He global dollar fell on Friday, taking a breather after five straight days of gains, as risk appetite increased following another round of stimulus measures from China that boosted global actions led by those of the Asian giant.
He dollar index —which measures the performance of the greenback against a basket of six other internationally relevant currencies— fell 0.3% to 103.49, its biggest daily drop since the end of September. However, it notched its third weekly gain, up 0.6% this week. Additionally, it is up around 2.7% so far this month, its biggest monthly gain since February 2023.
The measures in China affected the dollar
Investors welcomed the Chinese government’s launch of two financing plans to help boost its stock market. As a result, Chinese stocks rose, also boosting other stock markets, including the S&P 500 and the Nasdaq.
This also raised the chinese yuan and boosted commodity currencies such as the Australian and Canadian dollars at the expense of the safe haven US dollar.
“Today’s dollar decline was more due to China. Last night, China launched measures to support the stock market,” he said Erik Bregar director of currency and precious metals risk management at Silver Gold Bull in Toronto.
“That boosted Chinese stocks and risk sentiment in general and put pressure on the dollar/yuan, which in turn helped boost the euro/dollar. That started the dollar’s pullback,” he added.
Expectations about the Fed
The biggest support for the dollar in recent weeks has been a change in monetary policy expectations from the Federal Reserve (Fed) towards a more moderate easing phase, after a series of generally strong US economic data, as well as expectations of a victory of donald trump in the US elections.
The Fed cut benchmark rates by 50 basis points (bps) in September, leading the futures market rates at that time to incorporate another huge movement this year.
“Speculation that the Fed could follow September’s 50 basis point rate cut with another move of similar size has been dashed by a series of data pointing to a resilient US economy,” he wrote. Jane Foley, director of foreign exchange strategy at Rabobank in London.
“Instead, rumors have arisen that the FOMC may be willing to cut rates just one more time before the end of the year.”

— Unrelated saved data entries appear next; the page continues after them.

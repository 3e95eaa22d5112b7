//! Ledger node binary
//!
//! Boots the ledger from configuration, restores the persisted chain,
//! and saves it again on Ctrl-C. Request transport is provided by the
//! embedding service through [`coin_ledger::LedgerHandle`].

use coin_ledger::{actor, Config, Error, FileChainStore, Metrics};

#[tokio::main]
async fn main() -> anyhow::Result<()> {
    // Initialize tracing
    tracing_subscriber::fmt()
        .with_env_filter(
            tracing_subscriber::EnvFilter::from_default_env()
                .add_directive(tracing::Level::INFO.into()),
        )
        .init();

    // Load configuration
    let config = match std::env::var("COIN_LEDGER_CONFIG") {
        Ok(path) => Config::from_file(path)?,
        Err(_) => Config::from_env()?,
    };

    tracing::info!(service = %config.service_name, "Starting coin ledger node");

    let store = FileChainStore::open(&config)?;
    let ledger = actor::open(&config, Metrics::new().map_err(Error::from)?)?;

    if config.load_on_start {
        if let Some(bytes) = store.load()? {
            match ledger.load_chain(bytes).await {
                Ok(()) => tracing::info!(path = ?store.path(), "Restored persisted chain"),
                Err(e) => tracing::warn!(error = %e, "Persisted chain rejected, keeping fresh genesis"),
            }
        }
    }

    tokio::signal::ctrl_c().await?;

    tracing::info!("Shutting down ledger node");
    if config.save_on_shutdown {
        store.save(&ledger.save_chain().await?)?;
    }
    ledger.shutdown().await?;

    Ok(())
}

U.S. rate futures have priced in a 95% chance that the Fed will cut rates by 25 basis points next month, and a 5% chance that it will pause or hold the rate. federal funds in the target range of 4.75%-5%, according to estimates by LSEG. They had previously planned a new cut of 50 basis points at one of these meetings.
The futures market also expects a cut of around 45 basis points by 2024 and additional reductions of 104 basis points next year.